When someone searching enters a query into a search engine, such as “top 10 movies of 2020,” the search engine may return results showing links to several webpages relevant to the search query.
It may also show results that link to several webpages that include lists of the top movies of 2020.
A patent granted to Google relates to lists of ranked entities in search results which are based on the documents that returned in response to queries about specific categories of entities.
This may be the top movies of 2020 or the best novels of 2020.
It could be the best science fiction books of 2020 or the best drama TV Series of 2020.
I searched for different types of entities which resulted in carousels showing off ranked entities for my queries:
“top movies of 2020”“best novels of 2020”“best science fiction books 2020”“best drama tv series 2020”
The Process Behind Showing Ranked Lists of Entities
The method from the patent includes:
- Sending a query.
- Receiving information regarding documents relevant to the query.
- Identifying the entities associated with the documents.
- Determining a category for the query based on the query or a topic of documents returned and the entities within those documents.
- Determining that an entity list should be presented in response to the query.
- Presenting SERPs based on determining that the entity list should be presented in response to the query.
How Categories for Entities in Ranked Lists Are Determined
The SERPs may include a list with information identifying the entities.
Determining the category may include generating a score based on:
- Whether the query includes terms associated with the category, where determining the category may be based on the generated score.
- At least some of the documents are associated with a topic associated with the category, where determining the category may be based on the generated score.

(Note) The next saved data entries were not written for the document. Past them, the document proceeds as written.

//! Foreign key definitions.

/// Referential action for ON DELETE / ON UPDATE.
#[derive(Debug, Clone, Copy, PartialEq, Eq, Hash, Default)]
pub enum Rule {
    /// No clause is emitted; the database default applies.
    #[default]
    None,
    /// Cascade the operation.
    Cascade,
    /// Set to NULL.
    SetNull,
    /// Set to default value.
    SetDefault,
    /// Explicit NO ACTION.
    NoAction,
}

impl Rule {
    /// Returns the SQL action keyword, or `None` when no clause is emitted.
    #[must_use]
    pub const fn as_sql(self) -> Option<&'static str> {
        match self {
            Self::None => None,
            Self::Cascade => Some("CASCADE"),
            Self::SetNull => Some("SET NULL"),
            Self::SetDefault => Some("SET DEFAULT"),
            Self::NoAction => Some("NO ACTION"),
        }
    }
}

/// A foreign key from `foreign_table(foreign_columns)` to
/// `primary_table(primary_columns)`. Column lists pair up positionally.
#[derive(Debug, Clone, PartialEq, Eq, Default)]
pub struct ForeignKeyDefinition {
    /// Constraint name; generated when absent.
    pub name: Option<String>,
    /// Referenced table.
    pub primary_table: String,
    /// Schema of the referenced table.
    pub primary_table_schema: Option<String>,
    /// Referencing table. Must be set before rendering.
    pub foreign_table: Option<String>,
    /// Schema of the referencing table.
    pub foreign_table_schema: Option<String>,
    /// Referenced columns.
    pub primary_columns: Vec<String>,
    /// Referencing columns.
    pub foreign_columns: Vec<String>,
    /// Action on delete.
    pub on_delete: Rule,
    /// Action on update.
    pub on_update: Rule,
}

impl ForeignKeyDefinition {
    /// Creates a named foreign key with empty column lists.
    #[must_use]
    pub fn named(name: impl Into<String>) -> Self {
        Self {
            name: Some(name.into()),
            ..Self::default()
        }
    }

    /// Returns the constraint name, generating
    /// `FK_{foreign}_{primary}_{first primary column}`.
    #[must_use]
    pub fn resolved_name(&self) -> Option<String> {
        if let Some(name) = self.name.as_deref().filter(|n| !n.is_empty()) {
            return Some(name.to_string());
        }
        let foreign = self.foreign_table.as_deref()?;
        let column = self.primary_columns.first()?;
        if self.primary_table.is_empty() {
            return None;
        }
        Some(format!("FK_{foreign}_{}_{column}", self.primary_table))
    }
}

#[cfg(test)]
mod tests {
    use super::*;

    #[test]
    fn test_defaults_are_empty() {
        let fk = ForeignKeyDefinition::named("FK_a");
        assert!(fk.primary_columns.is_empty());
        assert!(fk.foreign_columns.is_empty());
        assert_eq!(fk.on_delete, Rule::None);
        assert!(fk.foreign_table.is_none());
    }

    #[test]
    fn test_generated_name() {
        let fk = ForeignKeyDefinition {
            primary_table: "member".into(),
            foreign_table: Some("login".into()),
            primary_columns: vec!["id".into()],
            foreign_columns: vec!["member_id".into()],
            ..ForeignKeyDefinition::default()
        };
        assert_eq!(fk.resolved_name().as_deref(), Some("FK_login_member_id"));
    }

    #[test]
    fn test_rule_sql() {
        assert_eq!(Rule::None.as_sql(), None);
        assert_eq!(Rule::SetNull.as_sql(), Some("SET NULL"));
    }
}
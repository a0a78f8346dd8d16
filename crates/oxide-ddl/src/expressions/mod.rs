//! Renderable schema-change expressions.
//!
//! Each expression owns its definition plus an [`ExpressionEnv`]: the syntax
//! provider, the active provider and the set of providers the expression
//! applies to. Rendering under a provider outside that set yields an empty
//! string instead of an error.

mod column;
mod constraint;
mod data;
mod execute;
mod foreign_key;
mod index;
mod table;

pub use column::{AlterColumn, CreateColumn, DeleteColumn};
pub use constraint::{CreateConstraint, DeleteConstraint, DeleteDefaultConstraint};
pub use data::{DeleteData, InsertData, UpdateData};
pub use execute::ExecuteSql;
pub use foreign_key::{CreateForeignKey, DeleteForeignKey};
pub use index::{CreateIndex, DeleteIndex};
pub use table::{CreateTable, DeleteTable, RenameColumn, RenameTable};

use std::sync::Arc;

use crate::error::{DdlError, Result};
use crate::provider::{DatabaseProvider, ProviderSet};
use crate::syntax::SqlSyntaxProvider;

/// Separator placed between statements of a multi-item expression.
pub const STATEMENT_SEPARATOR: &str = "; ";

/// Rendering environment captured by every expression at creation time.
#[derive(Debug, Clone)]
pub struct ExpressionEnv {
    syntax: Arc<dyn SqlSyntaxProvider>,
    current: DatabaseProvider,
    supported: ProviderSet,
}

impl ExpressionEnv {
    /// Creates an environment rendering with `syntax` for the providers in
    /// `supported`.
    #[must_use]
    pub fn new(syntax: Arc<dyn SqlSyntaxProvider>, supported: ProviderSet) -> Self {
        let current = syntax.provider();
        Self {
            syntax,
            current,
            supported,
        }
    }

    /// The dialect used for rendering.
    #[must_use]
    pub fn syntax(&self) -> &dyn SqlSyntaxProvider {
        self.syntax.as_ref()
    }

    /// Shared handle to the dialect.
    #[must_use]
    pub fn syntax_arc(&self) -> Arc<dyn SqlSyntaxProvider> {
        Arc::clone(&self.syntax)
    }

    #[must_use]
    pub const fn current_provider(&self) -> DatabaseProvider {
        self.current
    }

    #[must_use]
    pub const fn supported_providers(&self) -> &ProviderSet {
        &self.supported
    }

    /// Whether the active provider is one this environment renders for.
    #[must_use]
    pub fn is_supported(&self) -> bool {
        self.supported.contains(self.current)
    }

    /// Copy of this environment narrowed to `providers`.
    #[must_use]
    pub fn restricted_to(&self, providers: &[DatabaseProvider]) -> Self {
        Self {
            supported: self.supported.restrict_to(providers),
            ..self.clone()
        }
    }

    /// Copy of this environment excluding `providers`.
    #[must_use]
    pub fn without(&self, providers: &[DatabaseProvider]) -> Self {
        Self {
            supported: self.supported.without(providers),
            ..self.clone()
        }
    }

    pub(crate) fn unsupported(&self, operation: &'static str) -> DdlError {
        DdlError::UnsupportedSyntax {
            provider: self.current,
            operation,
        }
    }
}

/// A schema change that renders itself to SQL.
pub trait MigrationExpression {
    /// The environment this expression renders in.
    fn env(&self) -> &ExpressionEnv;

    /// Renders the statement(s) unconditionally.
    ///
    /// # Errors
    ///
    /// Returns an error when the definition is incomplete or the dialect
    /// lacks the required template.
    fn build_sql(&self) -> Result<String>;

    /// Renders the statement(s), or an empty string when the active
    /// provider is outside this expression's provider set.
    ///
    /// # Errors
    ///
    /// See [`MigrationExpression::build_sql`].
    fn to_sql(&self) -> Result<String> {
        if !self.env().is_supported() {
            return Ok(String::new());
        }
        self.build_sql()
    }
}

/// Typed access to one variant of [`Expression`].
pub trait ExpressionKind: Into<Expression> {
    fn from_expression(expression: &Expression) -> Option<&Self>;

    fn from_expression_mut(expression: &mut Expression) -> Option<&mut Self>;
}

macro_rules! expression_kinds {
    ($($variant:ident => $label:literal),* $(,)?) => {
        /// Any expression held by a migration context.
        #[derive(Debug, Clone)]
        pub enum Expression {
            $($variant($variant),)*
        }

        impl Expression {
            /// Short label of the expression kind, used in logs.
            #[must_use]
            pub const fn kind(&self) -> &'static str {
                match self {
                    $(Self::$variant(_) => $label,)*
                }
            }
        }

        impl MigrationExpression for Expression {
            fn env(&self) -> &ExpressionEnv {
                match self {
                    $(Self::$variant(e) => e.env(),)*
                }
            }

            fn build_sql(&self) -> Result<String> {
                match self {
                    $(Self::$variant(e) => e.build_sql(),)*
                }
            }
        }

        $(
            impl From<$variant> for Expression {
                fn from(expression: $variant) -> Self {
                    Self::$variant(expression)
                }
            }

            impl ExpressionKind for $variant {
                fn from_expression(expression: &Expression) -> Option<&Self> {
                    match expression {
                        Expression::$variant(e) => Some(e),
                        #[allow(unreachable_patterns)]
                        _ => None,
                    }
                }

                fn from_expression_mut(expression: &mut Expression) -> Option<&mut Self> {
                    match expression {
                        Expression::$variant(e) => Some(e),
                        #[allow(unreachable_patterns)]
                        _ => None,
                    }
                }
            }
        )*
    };
}

expression_kinds! {
    CreateTable => "create table",
    CreateColumn => "create column",
    AlterColumn => "alter column",
    DeleteColumn => "delete column",
    DeleteTable => "delete table",
    RenameTable => "rename table",
    RenameColumn => "rename column",
    CreateIndex => "create index",
    DeleteIndex => "delete index",
    CreateForeignKey => "create foreign key",
    DeleteForeignKey => "delete foreign key",
    CreateConstraint => "create constraint",
    DeleteConstraint => "delete constraint",
    DeleteDefaultConstraint => "delete default constraint",
    DeleteData => "delete data",
    InsertData => "insert data",
    UpdateData => "update data",
    ExecuteSql => "execute sql",
}

/// Fails when an expression was enqueued but its table was never named.
pub(crate) fn require_table(table_name: &str, what: impl std::fmt::Display) -> Result<()> {
    if table_name.is_empty() {
        return Err(DdlError::configuration(format!("{what} has no table")));
    }
    Ok(())
}

/// Quotes and comma-joins a list of column names.
pub(crate) fn quote_columns<S: AsRef<str>>(syntax: &dyn SqlSyntaxProvider, columns: &[S]) -> String {
    columns
        .iter()
        .map(|c| syntax.quote_identifier(c.as_ref()))
        .collect::<Vec<_>>()
        .join(", ")
}


#[cfg(test)]
mod tests {
    use super::test_support::env;
    use super::*;

    #[test]
    fn test_unsupported_provider_renders_empty() {
        let env = env(DatabaseProvider::PostgreSql)
            .restricted_to(&[DatabaseProvider::SqlServer, DatabaseProvider::Sqlite]);
        let expr = DeleteTable::new(env, "member");
        assert_eq!(expr.to_sql().unwrap(), "");
        assert_eq!(expr.build_sql().unwrap(), "DROP TABLE \"member\"");
    }

    #[test]
    fn test_enum_dispatch_and_kind() {
        let expr: Expression = DeleteTable::new(env(DatabaseProvider::SqlServer), "member").into();
        assert_eq!(expr.kind(), "delete table");
        assert_eq!(expr.to_sql().unwrap(), "DROP TABLE [member]");
        assert!(DeleteTable::from_expression(&expr).is_some());
        assert!(CreateColumn::from_expression(&expr).is_none());
    }

    #[test]
    fn test_env_narrowing() {
        let base = env(DatabaseProvider::Sqlite);
        assert!(base.is_supported());
        assert!(!base.without(&[DatabaseProvider::Sqlite]).is_supported());
        assert!(base.restricted_to(&[DatabaseProvider::Sqlite]).is_supported());
        assert_eq!(base.syntax().provider(), DatabaseProvider::Sqlite);
    }
}
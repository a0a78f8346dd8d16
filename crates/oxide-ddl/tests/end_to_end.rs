//! Whole migrations driven through the public API.

mod common;

use common::{context, init_tracing, render, render_for, PORTABLE};
use oxide_ddl::prelude::*;

fn add_member_email(ctx: &mut MigrationContext) {
    ctx.create()
        .column("Email")
        .on_table("Member")
        .as_string_with_length(255)
        .not_nullable()
        .unique();
}

#[test]
fn test_member_email_on_sqlserver() {
    let mut ctx = context(DatabaseProvider::SqlServer);
    add_member_email(&mut ctx);

    assert_eq!(ctx.len(), 2);
    assert_eq!(
        render(&ctx),
        [
            "ALTER TABLE [Member] ADD [Email] NVARCHAR(255) NOT NULL",
            "CREATE UNIQUE NONCLUSTERED INDEX [IX_Member_Email] ON [Member] ([Email])",
        ]
    );
}

#[test]
fn test_member_email_on_sqlite() {
    let mut ctx = context(DatabaseProvider::Sqlite);
    add_member_email(&mut ctx);

    assert_eq!(
        render(&ctx),
        [
            "ALTER TABLE \"Member\" ADD COLUMN \"Email\" TEXT NOT NULL",
            "CREATE UNIQUE INDEX \"IX_Member_Email\" ON \"Member\" (\"Email\")",
        ]
    );
}

#[test]
fn test_unsupported_provider_renders_empty() {
    let mut ctx = context(DatabaseProvider::PostgreSql);
    add_member_email(&mut ctx);

    assert_eq!(render(&ctx), ["", ""]);

    let mut executed = Vec::new();
    let summary = ctx.play(&mut executed).unwrap();
    assert!(executed.is_empty());
    assert_eq!(summary, PlaybackSummary { executed: 0, skipped: 2 });
}

#[test]
fn test_queue_order_is_call_order() {
    init_tracing();

    let mut ctx = context(DatabaseProvider::SqlServer);
    ctx.create()
        .column("Id")
        .on_table("Login")
        .as_int32()
        .identity()
        .primary_key();
    ctx.create()
        .column("MemberId")
        .on_table("Login")
        .as_int32()
        .nullable()
        .foreign_key("FK_Login_Member", "Member", "Id")
        .on_delete(Rule::Cascade)
        .indexed();
    ctx.execute().sql("UPDATE [Login] SET [MemberId] = NULL");

    let kinds: Vec<_> = ctx.expressions().iter().map(Expression::kind).collect();
    assert_eq!(
        kinds,
        [
            "create column",
            "create constraint",
            "create column",
            "create foreign key",
            "create index",
            "execute sql",
        ]
    );

    let mut executed = Vec::new();
    let summary = ctx.play(&mut executed).unwrap();
    assert_eq!(summary.executed, 6);
    assert_eq!(executed[1], "ALTER TABLE [Login] ADD CONSTRAINT [PK_Login] PRIMARY KEY ([Id])");
    assert_eq!(
        executed[3],
        "ALTER TABLE [Login] ADD CONSTRAINT [FK_Login_Member] FOREIGN KEY ([MemberId]) \
         REFERENCES [Member] ([Id]) ON DELETE CASCADE"
    );
    assert_eq!(executed[5], "UPDATE [Login] SET [MemberId] = NULL");
}

#[test]
fn test_sqlite_skips_alter_constraints() {
    init_tracing();

    let rendered = render_for(PORTABLE, |ctx| {
        ctx.create()
            .foreign_key_named("FK_Login_Member")
            .from_table("Login")
            .foreign_column("MemberId")
            .to_table("Member")
            .primary_column("Id");
        ctx.delete().default_constraint().on_table("Member").on_column("Created");
    });

    let (_, sqlserver) = &rendered[0];
    assert_eq!(
        sqlserver,
        &[
            "ALTER TABLE [Login] ADD CONSTRAINT [FK_Login_Member] FOREIGN KEY ([MemberId]) \
             REFERENCES [Member] ([Id])",
            "ALTER TABLE [Member] DROP CONSTRAINT [DF_Member_Created]",
        ]
    );

    let (provider, sqlite) = &rendered[1];
    assert_eq!(*provider, DatabaseProvider::Sqlite);
    assert_eq!(sqlite, &["", ""]);
}

#[test]
fn test_if_database_scopes_following_calls() {
    let rendered = render_for(PORTABLE, |ctx| {
        ctx.if_database(&[DatabaseProvider::SqlServer])
            .execute()
            .sql("DBCC CHECKIDENT ('Member', RESEED, 0)");
        ctx.if_database(&[DatabaseProvider::Sqlite])
            .execute()
            .sql("VACUUM");
        ctx.delete().table("Legacy");
    });

    assert_eq!(
        rendered[0].1,
        ["DBCC CHECKIDENT ('Member', RESEED, 0)", "", "DROP TABLE [Legacy]"]
    );
    assert_eq!(rendered[1].1, ["", "VACUUM", "DROP TABLE \"Legacy\""]);
}

#[test]
fn test_if_database_cannot_widen_the_migration() {
    let mut ctx = context(DatabaseProvider::MySql);
    ctx.if_database(&[DatabaseProvider::MySql])
        .execute()
        .sql("OPTIMIZE TABLE `Member`");

    assert_eq!(render(&ctx), [""]);
}

#[test]
fn test_seed_data_then_cleanup() {
    let mut ctx = MigrationContext::for_provider(DatabaseProvider::PostgreSql, &[]);
    ctx.insert()
        .into_table("Lang")
        .in_schema("cms")
        .row(RowDefinition::new().with("Code", "en").with("Active", true))
        .row(RowDefinition::new().with("Code", "da").with("Active", false));
    ctx.delete()
        .data()
        .from_table("Lang")
        .in_schema("cms")
        .row(RowDefinition::new().with("Code", "da"));

    assert_eq!(
        render(&ctx),
        [
            "INSERT INTO \"cms\".\"Lang\" (\"Code\", \"Active\") VALUES ('en', TRUE); \
             INSERT INTO \"cms\".\"Lang\" (\"Code\", \"Active\") VALUES ('da', FALSE)",
            "DELETE FROM \"cms\".\"Lang\" WHERE \"Code\" = 'da'",
        ]
    );
}

#[test]
fn test_configuration_error_stops_playback() {
    let mut ctx = context(DatabaseProvider::SqlServer);
    ctx.execute().sql("SELECT 1");
    ctx.create().index_named("IX_Empty").on_table("Member");

    let mut executed = Vec::new();
    let err = ctx.play(&mut executed).unwrap_err();
    assert!(matches!(err, DdlError::Configuration(_)));
    assert_eq!(executed, ["SELECT 1"]);
}

#[test]
fn test_settings_drive_the_context() {
    let settings = MigrationSettings::from_json(
        r#"{ "provider": "sqlite", "supported_providers": ["sqlserver", "sqlite"] }"#,
    )
    .unwrap();
    let mut ctx = settings.into_context();
    add_member_email(&mut ctx);

    assert_eq!(ctx.current_provider(), DatabaseProvider::Sqlite);
    assert_eq!(
        render(&ctx)[0],
        "ALTER TABLE \"Member\" ADD COLUMN \"Email\" TEXT NOT NULL"
    );
}

#[test]
fn test_new_table_seeded_and_updated() {
    init_tracing();

    let rendered = render_for(PORTABLE, |ctx| {
        ctx.create()
            .table("Lang")
            .with_column("Id")
            .as_int32()
            .identity()
            .primary_key()
            .with_column("Code")
            .as_string_with_length(10)
            .not_nullable()
            .unique();
        ctx.insert()
            .into_table("Lang")
            .row(RowDefinition::new().with("Code", "en"));
        ctx.update()
            .table("Lang")
            .set(RowDefinition::new().with("Code", "en-US"))
            .where_(RowDefinition::new().with("Code", "en"));
        ctx.alter()
            .column("Code")
            .on_table("Lang")
            .as_string_with_length(20)
            .not_nullable();
    });

    let (_, sqlserver) = &rendered[0];
    assert_eq!(
        sqlserver,
        &[
            "CREATE TABLE [Lang] ([Id] INT NOT NULL IDENTITY(1,1), [Code] NVARCHAR(10) NOT NULL, \
             CONSTRAINT [PK_Lang] PRIMARY KEY ([Id]))",
            "CREATE UNIQUE NONCLUSTERED INDEX [IX_Lang_Code] ON [Lang] ([Code])",
            "INSERT INTO [Lang] ([Code]) VALUES ('en')",
            "UPDATE [Lang] SET [Code] = 'en-US' WHERE [Code] = 'en'",
            "ALTER TABLE [Lang] ALTER COLUMN [Code] NVARCHAR(20) NOT NULL",
        ]
    );

    let (_, sqlite) = &rendered[1];
    assert_eq!(
        sqlite[0],
        "CREATE TABLE \"Lang\" (\"Id\" INTEGER NOT NULL PRIMARY KEY AUTOINCREMENT, \
         \"Code\" TEXT NOT NULL)"
    );
    assert_eq!(sqlite[3], "UPDATE \"Lang\" SET \"Code\" = 'en-US' WHERE \"Code\" = 'en'");
    assert_eq!(sqlite[4], "");
}
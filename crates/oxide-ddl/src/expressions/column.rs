use super::{require_table, ExpressionEnv, MigrationExpression, STATEMENT_SEPARATOR};
use crate::definitions::ColumnDefinition;
use crate::error::{DdlError, Result};
use crate::syntax::render_template;

/// `ALTER TABLE .. ADD` for one column.
#[derive(Debug, Clone)]
pub struct CreateColumn {
    env: ExpressionEnv,
    pub column: ColumnDefinition,
}

impl CreateColumn {
    #[must_use]
    pub const fn new(env: ExpressionEnv, column: ColumnDefinition) -> Self {
        Self { env, column }
    }
}

impl MigrationExpression for CreateColumn {
    fn env(&self) -> &ExpressionEnv {
        &self.env
    }

    fn build_sql(&self) -> Result<String> {
        require_table(&self.column.table_name, format_args!("column '{}'", self.column.name))?;
        let syntax = self.env.syntax();
        let table = syntax.quote_table(self.column.schema_name.as_deref(), &self.column.table_name);
        let clause = syntax.column_definition(&self.column)?;
        Ok(render_template(
            syntax.add_column_format(),
            &[table.as_str(), clause.as_str()],
        ))
    }
}

/// Drops one or more columns from a table, one statement per column.
#[derive(Debug, Clone)]
pub struct DeleteColumn {
    env: ExpressionEnv,
    pub schema_name: Option<String>,
    pub table_name: String,
    pub column_names: Vec<String>,
}

impl DeleteColumn {
    #[must_use]
    pub fn new(env: ExpressionEnv, column: impl Into<String>) -> Self {
        Self {
            env,
            schema_name: None,
            table_name: String::new(),
            column_names: vec![column.into()],
        }
    }
}

impl MigrationExpression for DeleteColumn {
    fn env(&self) -> &ExpressionEnv {
        &self.env
    }

    fn build_sql(&self) -> Result<String> {
        if self.column_names.is_empty() {
            return Err(DdlError::configuration(format!(
                "column deletion on table '{}' names no columns",
                self.table_name
            )));
        }
        require_table(
            &self.table_name,
            format_args!("deletion of column '{}'", self.column_names[0]),
        )?;

        let syntax = self.env.syntax();
        let table = syntax.quote_table(self.schema_name.as_deref(), &self.table_name);
        let statements: Vec<String> = self
            .column_names
            .iter()
            .map(|name| {
                let column = syntax.quote_identifier(name);
                render_template(syntax.drop_column_format(), &[table.as_str(), column.as_str()])
            })
            .collect();
        Ok(statements.join(STATEMENT_SEPARATOR))
    }
}

/// Changes the type, nullability and default of an existing column.
///
/// The default, when present, is set by a second statement so dialects
/// with named default constraints can name it.
#[derive(Debug, Clone)]
pub struct AlterColumn {
    env: ExpressionEnv,
    pub column: ColumnDefinition,
}

impl AlterColumn {
    #[must_use]
    pub const fn new(env: ExpressionEnv, column: ColumnDefinition) -> Self {
        Self { env, column }
    }
}

impl MigrationExpression for AlterColumn {
    fn env(&self) -> &ExpressionEnv {
        &self.env
    }

    fn build_sql(&self) -> Result<String> {
        let column = &self.column;
        require_table(&column.table_name, format_args!("alteration of column '{}'", column.name))?;

        let syntax = self.env.syntax();
        let template = syntax
            .alter_column_format()
            .ok_or_else(|| self.env.unsupported("alter column"))?;
        let table = syntax.quote_table(column.schema_name.as_deref(), &column.table_name);
        let clause = syntax.alter_column_clause(column)?;
        let mut statements = vec![render_template(template, &[table.as_str(), clause.as_str()])];

        if let Some(default) = syntax.column_default(column)? {
            let template = syntax
                .set_default_format()
                .ok_or_else(|| self.env.unsupported("set column default"))?;
            let name = syntax.quote_identifier(&column.name);
            let constraint = syntax.quote_name(&column.default_constraint_name());
            statements.push(render_template(
                template,
                &[table.as_str(), name.as_str(), default.as_str(), constraint.as_str()],
            ));
        }
        Ok(statements.join(STATEMENT_SEPARATOR))
    }
}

- At least some of the entities, associated with the category, where determining the category may be based on the generated score.
- Whether the query includes blacklisted terms, where determining that the entity list should be presented in response to the query may be based on the generated score.
Ranking the Entities in These Lists
The process behind ranking entities may include:
- Where the search result document may include information about the entities in an order based on the ranking
- Generating a score for each of the entities, where the scores are based on the relevance of the particular entity to a particular document.
The process behind this patent involves:
- Receiving a query.
- Receiving information regarding documents relevant to the query.
- Identifying entities associated with the documents.
- Determining a category for the query based on the query, a topic of the documents, and the entities.
- Determining, based on the query and the category, that an entity list should be presented in response to the query.
- Presenting a search result based on determining that the entity list should be presented in response to the query.
The search result document may include a list with information identifying the entities.
The search result document may further include links to the documents that are relevant to the query.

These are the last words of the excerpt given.